Hello. This is Devan Rome. Welcome to Part 7 of my 12-part series reviewing the concepts I’ve learned in CXL’s Digital Psychology and Persuasion Program. Here is a link to the course. In this series, I review the principles discussed and taught in the course. I also write about some of my opinions of the course. With that said and out of the way, I will now get on to this week (week 7’s) review of the course. I am now about half way through this 12-part series, and I am certainly learning a lot.
I will start with Brian Cugelman’s course on Influence and Interactive Design. He gives stages. The stages are attention (getting into their awareness), learning, desiring (motivation), deciding (intent), trusting (confidence), intention, trusting, acting (short term), and maintaining (long term). The first few are basically non-negotiable. You should also plan for abandoning. Now for the design principles overview video. The first thing we want to do is to be able to direct attention. We also want to advocate ideas and solutions. We then want to facilitate action.
In facilitation, you want to provide a path, trigger responses, and support progress.

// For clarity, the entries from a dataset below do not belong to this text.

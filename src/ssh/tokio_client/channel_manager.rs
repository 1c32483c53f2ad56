// Copyright 2025 Lablup Inc. and Jeongkyu Shin
//
// Licensed under the Apache License, Version 2.0 (the "License");
// you may not use this file except in compliance with the License.
// You may obtain a copy of the License at
//
//     http://www.apache.org/licenses/LICENSE-2.0
//
// Unless required by applicable law or agreed to in writing, software
// distributed under the License is distributed on an "AS IS" BASIS,
// WITHOUT WARRANTIES OR CONDITIONS OF ANY KIND, either express or implied.
// See the License for the specific language governing permissions and
// limitations under the License.

use russh::client::Msg;
use russh::Channel;

use super::connection::Client;
use crate::ssh::sequence::KeySequence;

const SSH_CMD_BUFFER_SIZE: usize = 8192;

const SSH_RESPONSE_BUFFER_SIZE: usize = 1024;

const PTY_TERM: &str = "xterm";
const PTY_COLUMNS: u32 = 80;
const PTY_ROWS: u32 = 24;

#[derive(Debug, Clone, PartialEq, Eq, Hash)]
pub struct CommandExecutedResult {
    /// The stdout output of the command.
    pub stdout: String,
    /// The stderr output of the command.
    pub stderr: String,
    /// The unix exit status (`$?` in bash).
    pub exit_status: u32,
}

impl Client {
    /// Get a new SSH channel for communication.
    pub async fn get_channel(&self) -> Result<Channel<Msg>, super::Error> {
        self.connection_handle
            .channel_open_session()
            .await
            .map_err(super::Error::SshError)
    }

    /// Execute a remote command via the ssh connection.
    ///
    /// When `stdin` is given it is written to the remote process followed by
    /// end-of-input, so scripts can be piped to e.g. `bash -s`.
    ///
    /// Every invocation is a new shell context. The call returns once the
    /// remote side closes the channel; callers bound it with a timeout.
    pub async fn execute(
        &self,
        command: &str,
        stdin: Option<&[u8]>,
    ) -> Result<CommandExecutedResult, super::Error> {
        let mut stdout_buffer = Vec::with_capacity(SSH_CMD_BUFFER_SIZE);
        let mut stderr_buffer = Vec::with_capacity(SSH_RESPONSE_BUFFER_SIZE);
        let mut channel = self.get_channel().await?;
        channel.exec(true, command).await?;

        if let Some(input) = stdin {
            channel.data(input).await?;
            channel.eof().await?;
        }

        let mut result: Option<u32> = None;

        while let Some(msg) = channel.wait().await {
            match msg {
                russh::ChannelMsg::Data { ref data } => stdout_buffer.extend_from_slice(data),
                russh::ChannelMsg::ExtendedData { ref data, ext } => {
                    if ext == 1 {
                        stderr_buffer.extend_from_slice(data);
                    }
                }
                // The exit status may arrive before the remaining output, so
                // keep reading until the channel closes.
                russh::ChannelMsg::ExitStatus { exit_status } => {
                    result = Some(exit_status);
                }
                _ => {}
            }
        }

        match result {
            Some(exit_status) => Ok(CommandExecutedResult {
                stdout: String::from_utf8_lossy(&stdout_buffer).to_string(),
                stderr: String::from_utf8_lossy(&stderr_buffer).to_string(),
                exit_status,
            }),
            None => Err(super::Error::CommandDidntExit),
        }
    }

    /// Type a fixed keystroke sequence into an interactive login shell.
    ///
    /// A PTY shell is opened and given time to settle, then every step is
    /// written with the delay the sequence prescribes after it. Nothing is
    /// read back from the shell.
    pub async fn send_keystrokes(&self, sequence: &KeySequence) -> Result<(), super::Error> {
        let channel = self.get_channel().await?;
        channel
            .request_pty(false, PTY_TERM, PTY_COLUMNS, PTY_ROWS, 0, 0, &[])
            .await?;
        channel.request_shell(false).await?;

        tokio::time::sleep(sequence.delays.shell_settle).await;

        for (index, step) in sequence.steps.iter().enumerate() {
            tracing::trace!("Sending {} step {}: {}", sequence.label, index, step);
            let payload = step.payload();
            channel.data(payload.as_slice()).await?;
            tokio::time::sleep(sequence.delays.delay_after(index)).await;
        }

        channel.close().await?;
        Ok(())
    }
}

Now for the directing attention. We will use design principles to direct attention. The principle you should know is pre-attentive processing. There are a few principles. Number, enclosure, size, orientation, additional elements, contrast, curvature, subtracted elements, and shape.
Most CTA buttons should follow this principle. Breaking patterns control where people look.
Now for educating customers. They don’t need to know all of the details, they just need to know how to understand the page. Our goal with education is to give the audience a great simulation of what the product is live. Features tell, but the benefits sell. You have to do both.
Now for evoking emotion. Brian Cugelman says to do this to a value proposition. There are a lot of models on how to do this best. Cugelman prefers a neurochemical model. People care about, in roughly this order:
- Immediate physiological needs
- Self-protection
- Affiliation
- Mate acquiring
- Mate retention
- Breeding
Now for the decision-making video. I like this guy. He’s succinct. If someone cares what we are doing. You want to avoid giving people analysis paralysis. You also don’t want to structure your offering so that people don’t get what you’re selling. What is now popular is the irrational model of decision making. You must make both rational and irrational appeals. You have to spell things out for people, often.
Now for trust and credibility. Sometimes, people might want to make a purchase, but they don’t trust you. Something you want going for you is a halo effect. Good designs help you make a good first impression. In a trusting situation, the truster is almost always the one taking the risk. He talks about Elements of credibility.
Now for creating a path. This is where you worry about the ability for people to go forward. Your forms, checkout process, the engineering on your system must be simple and easy for your users. You want to minimize friction. Using good design principles will help.
Now for re-engaging customers. Many companies struggle to hold onto data. You should be honest about this within your organization. There are many reasons why a customer may abandon. The two main things for you to look at are motivation and ability. You should think about how what you’re doing connects to the other things that motivate your audience or audiences. Do what it takes to try and re-engage your audience people. One reason to do this is to remind people why they selected you in the first place. This is a good tactic, probably. It reminds me of what Tom B did to Daisy in The Great Gatsby. He made an emotional appeal and asks her to remember all the good times, and he asks her if wants to lose all the benefits he got. Interesting idea, Thomas. Or should I say F. Scott Fitzgerald?
Dr. Cugelman also gives good flash test as a bonus for testing your website’s efficacy. I will have to be sure to download that.
Now back to Mr. Roger Dooley’s course on cognitive biases. People don’t want to be disagreed with. They quite dislike it. People are usually biased towards what they already believe. I’ve heard about this bias basically ad nauseum.
Now for the Barnum / Forer effect. This is something that “psychics” and palm readers use, and people often believe this type of stuff. Same thing with horoscopes. Now for design tweaks and brainy hacks. Higher effort (in font) may sometimes justify higher price. Sales can increase as much as 27% with adjectives. The ones that work are vivid, sensory, emotional / nostalgic, specific, and branded. Textural metaphors often help. For example, saying “having a rough day?” rather than “having a bad day?”. Doing this can help you activate sensory areas of your brain. With that said, you may want to consider words like this, that have a “sensory” meaning, in your copywriting.
Now four words that double persuasion. These are the four words “BYAF”. This stands for but you are free. By giving people the freedom to do something, you are helping remind them they have a choice.
Now for priming. Showing someone a picture of money can make them more selfish or greedy. Basically, it’s about using language or visual cues. that prime your audience for your offer. Mr. Dooley talks about Ross Perot. His point is to use your credibility first before talking about your influence. People who heard Ross Perot speak before getting his bio and testimonials preferred him a little less than people who learned his bio and testimonials for. If you’re selling to guys. People primed with a picture of a woman are shown to become impatient and start becoming focused on short term gains. Well, that kind of explains a lot. Hmmmm. People who saw a fancier font actually thought soup tasted better compared to people who saw a more basic font. This is another good example, and it further shows me why I should be sure to focus on good font in my web design work.